Muscle in the abdominal wall

The internal abdominal oblique muscle, also internal oblique muscle or interior oblique or musculus obliquus abdominis internus, is an abdominal muscle in the abdominal wall that lies below the external abdominal oblique muscle and just above the transversus abdominis muscle.

==Structure==
Its fibers run perpendicular to the external oblique muscle, beginning in the thoracolumbar fascia of the lower back, the anterior 2/3 of the iliac crest (upper part of hip bone) and the lateral half of the inguinal ligament. The muscle fibers run from these points superomedially (up and towards midline) to the muscle's insertions on the inferior borders of the 10th through 12th ribs and the linea alba.

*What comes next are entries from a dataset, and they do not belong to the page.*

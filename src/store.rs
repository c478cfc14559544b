//! The catalog store: transaction lifecycle, queries, events and snapshots.

use crate::catalog::{Db, ReadTxn, TxnOp, TxnResult, WriteTxn};
use crate::error::{Result, StoreError};
use crate::events::{
    derive_events, snapshot_events, CatalogOp, DropReason, Event, EventPayload, EventPublisher,
    SubscribeRequest, Subscription, SubscriptionId, Topic,
};
use crate::snapshot::{Restore, RestoreStats, Snapshot};
use crate::types::{
    CheckServiceNode, Coordinate, HealthCheck, HealthStatus, Meta, Node, NodeId, NodeInfo, NodeServices,
    RegisterRequest, ServiceInstance, ServiceKind, ServiceNode, Session,
};
use crate::watch::{Notifier, WatchPlanner, WatchSet};
use arc_swap::ArcSwap;
use parking_lot::Mutex;
use serde::{Deserialize, Serialize};
use std::collections::BTreeMap;
use std::io::Read;
use std::sync::Arc;
use tracing::{debug, info};

/// Store configuration.
#[derive(Clone, Debug, PartialEq, Serialize, Deserialize)]
#[serde(default)]
pub struct StoreConfig {
    /// Most per-row watch handles one query arms before falling back to
    /// whole-table handles.
    /// Default: 2048
    pub watch_limit: usize,

    /// Check ID whose health decides whether a node's name may be taken.
    /// Default: "serfHealth"
    pub liveness_check_id: String,

    /// Events buffered per subscriber before it is dropped.
    /// Default: 1000
    pub event_buffer_size: usize,

    /// Reject malformed node and service metadata.
    /// Default: true
    pub validate_metadata: bool,
}

impl Default for StoreConfig {
    fn default() -> Self {
        Self {
            watch_limit: 2048,
            liveness_check_id: "serfHealth".to_string(),
            event_buffer_size: 1000,
            validate_metadata: true,
        }
    }
}

impl StoreConfig {
    /// Parse a JSON config. Missing fields take their defaults.
    pub fn from_json(json: &str) -> Result<Self> {
        Ok(serde_json::from_str(json)?)
    }
}

/// Point-in-time counters.
#[derive(Clone, Debug, Default, PartialEq, Eq)]
pub struct CatalogStats {
    pub node_count: usize,
    pub service_count: usize,
    pub check_count: usize,
    pub index_entry_count: usize,
    pub subscriber_count: usize,
    pub armed_watch_count: usize,
    /// Commits applied since the store was created.
    pub generation: u64,
}

/// The service catalog.
///
/// Provides a unified interface for:
/// - Registering and deregistering nodes, services and checks
/// - Blocking-query reads that report a logical index
/// - Subscribing to derived change events
/// - Snapshotting and restoring the whole catalog
///
/// Writers are serialized; readers work on the last committed version and
/// never block.
pub struct Store {
    config: StoreConfig,

    /// Last committed version.
    root: ArcSwap<Db>,

    /// Serializes writers, and subscribers against writers.
    write_lock: Mutex<()>,

    notifier: Arc<Notifier>,

    publisher: EventPublisher,
}
//! Node upsert, identity reconciliation and cascading delete.

use super::schema::{check_key, node_key, INDEX_NODE, INDEX_UUID};
use super::txn::WriteTxn;
use crate::error::{Result, StoreError};
use crate::memdb::IndexKey;
use crate::types::{validate_metadata, Coordinate, HealthCheck, HealthStatus, Node, NodeId, ServiceInstance};
use std::sync::Arc;
use tracing::debug;

impl WriteTxn<'_> {
    pub(crate) fn node_by_name(&self, name: &str) -> Option<Arc<Node>> {
        self.get::<Node>(&node_key(name))
    }

    pub(crate) fn node_by_id(&self, id: NodeId) -> Result<Option<Arc<Node>>> {
        self.table::<Node>()
            .first_by(INDEX_UUID, &IndexKey::exact(id.to_string()))
    }

    /// Upsert a node, reconciling its identity against stored nodes.
    ///
    /// A node with an ID that is already known under another name is a
    /// rename: the old row is deleted with everything on it and the node
    /// is re-inserted under the new name with its original create index.
    /// A write that changes nothing observable leaves the row untouched.
    pub fn ensure_node(&mut self, node: Node) -> Result<()> {
        if self.config().validate_metadata {
            validate_metadata(&node.meta, false)?;
        }

        let mut node = node;
        let mut existing = None;
        if let Some(id) = node.id {
            match self.node_by_id(id)? {
                Some(current) => {
                    if !current.name.eq_ignore_ascii_case(&node.name) {
                        self.ensure_no_node_with_similar_name(&node, false)?;
                        debug!(id = %id, from = %current.name, to = %node.name, "renaming node");
                        self.delete_node(&current.name)?;
                    }
                    existing = Some(current);
                }
                None => {
                    // Nodes registered without an ID may be claimed.
                    self.ensure_no_node_with_similar_name(&node, true)?;
                }
            }
        }

        if existing.is_none() {
            existing = self.node_by_name(&node.name);
        }

        let idx = self.index();
        match existing {
            Some(current) => {
                if current.name.eq_ignore_ascii_case(&node.name) {
                    node.name = current.name.clone();
                }
                node.create_index = current.create_index;
                node.modify_index = current.modify_index;
                if node.is_same(&current) {
                    return Ok(());
                }
                node.modify_index = idx;
            }
            None => {
                node.create_index = idx;
                node.modify_index = idx;
            }
        }

        self.insert_node(node)
    }

    /// Create-or-update a node under compare-and-swap.
    ///
    /// `modify_index == 0` only creates; otherwise the stored row must carry
    /// exactly that modify index. A lost race returns `false`.
    pub fn ensure_node_cas(&mut self, node: Node) -> Result<bool> {
        let existing = self.node_by_name(&node.name);
        if !cas_matches(node.modify_index, existing.as_ref().map(|n| n.modify_index)) {
            return Ok(false);
        }
        self.ensure_node(node)?;
        Ok(true)
    }

    /// Reject `node` if its name is held by a different, live node.
    ///
    /// A holder whose liveness check is missing or critical gives the name
    /// up. With `allow_clash_without_id`, a holder with no ID does too.
    fn ensure_no_node_with_similar_name(&self, node: &Node, allow_clash_without_id: bool) -> Result<()> {
        let holder = match self.node_by_name(&node.name) {
            Some(holder) if holder.id != node.id => holder,
            _ => return Ok(()),
        };

        let liveness =
            self.get::<HealthCheck>(&check_key(&holder.name, &self.config().liveness_check_id));
        let healthy = liveness.map_or(false, |c| c.status != HealthStatus::Critical);

        if healthy && !(holder.id.is_none() && allow_clash_without_id) {
            debug!(name = %node.name, holder = %holder.name, "node name conflict");
            return Err(StoreError::NodeNameConflict {
                name: node.name.clone(),
                existing_id: holder.id.map(|id| id.to_string()).unwrap_or_default(),
                existing_name: holder.name.clone(),
            });
        }
        Ok(())
    }

    /// Insert a node row and bump every index whose results echo it.
    fn insert_node(&mut self, node: Node) -> Result<()> {
        let name = node.name.clone();
        self.insert(node)?;
        self.update_nodes_index()?;
        self.update_all_service_indexes_of_node(&name)
    }

    /// Bump the name and kind index of every service on a node.
    pub(crate) fn update_all_service_indexes_of_node(&mut self, node: &str) -> Result<()> {
        let services = self
            .table::<ServiceInstance>()
            .get_by(INDEX_NODE, &node_key(node))?;
        for svc in services {
            self.update_service_index(&svc.service)?;
            self.update_service_kind_index(svc.kind)?;
        }
        Ok(())
    }

    /// Delete a node with its services, checks, coordinates and sessions.
    pub fn delete_node(&mut self, name: &str) -> Result<()> {
        let node = match self.node_by_name(name) {
            Some(node) => node,
            None => return Ok(()),
        };
        let key = node_key(&node.name);

        let services = self.table::<ServiceInstance>().get_by(INDEX_NODE, &key)?;
        for svc in &services {
            self.update_service_index(&svc.service)?;
            self.update_service_kind_index(svc.kind)?;
        }
        for svc in &services {
            self.delete_service(&node.name, &svc.id)?;
        }

        let checks = self.table::<HealthCheck>().get_by(INDEX_NODE, &key)?;
        for check in &checks {
            self.delete_check(&node.name, &check.check_id)?;
        }

        let coords = self.table::<Coordinate>().get_by(INDEX_NODE, &key)?;
        for coord in &coords {
            self.delete_coordinate(coord)?;
        }

        self.delete::<Node>(&key);
        self.update_nodes_index()?;

        let sessions = self.invalidate_node_sessions(&node.name)?;

        debug!(
            node = %node.name,
            services = services.len(),
            checks = checks.len(),
            coordinates = coords.len(),
            sessions,
            "deleted node"
        );
        Ok(())
    }

    /// Delete a node only if its modify index equals `cidx`.
    pub fn delete_node_cas(&mut self, name: &str, cidx: u64) -> Result<bool> {
        match self.node_by_name(name) {
            Some(node) if node.modify_index == cidx => {
                self.delete_node(name)?;
                Ok(true)
            }
            _ => Ok(false),
        }
    }
}

/// Compare-and-swap precondition shared by every ensure CAS variant.
pub(crate) fn cas_matches(expected: u64, stored: Option<u64>) -> bool {
    match (expected, stored) {
        (0, None) => true,
        (0, Some(_)) => false,
        (_, None) => false,
        (expected, Some(stored)) => expected == stored,
    }
}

In males, the cremaster muscle is also attached to the internal oblique.

===Nerve supply===
The internal oblique is supplied by the lower intercostal nerves, as well as the iliohypogastric nerve and the ilioinguinal nerve.

==Function==
The internal oblique performs two major functions. Firstly as an accessory muscle of respiration, it acts as an antagonist (opponent) to the diaphragm, helping to reduce the volume of the chest cavity during exhalation. When the diaphragm contracts, it pulls the lower wall of the chest cavity down, increasing the volume of the lungs which then fill with air. Conversely, when the internal obliques contract they compress the organs of the abdomen, pushing them up into the diaphragm which intrudes back into the chest cavity reducing the volume of the air-filled lungs, producing an exhalation.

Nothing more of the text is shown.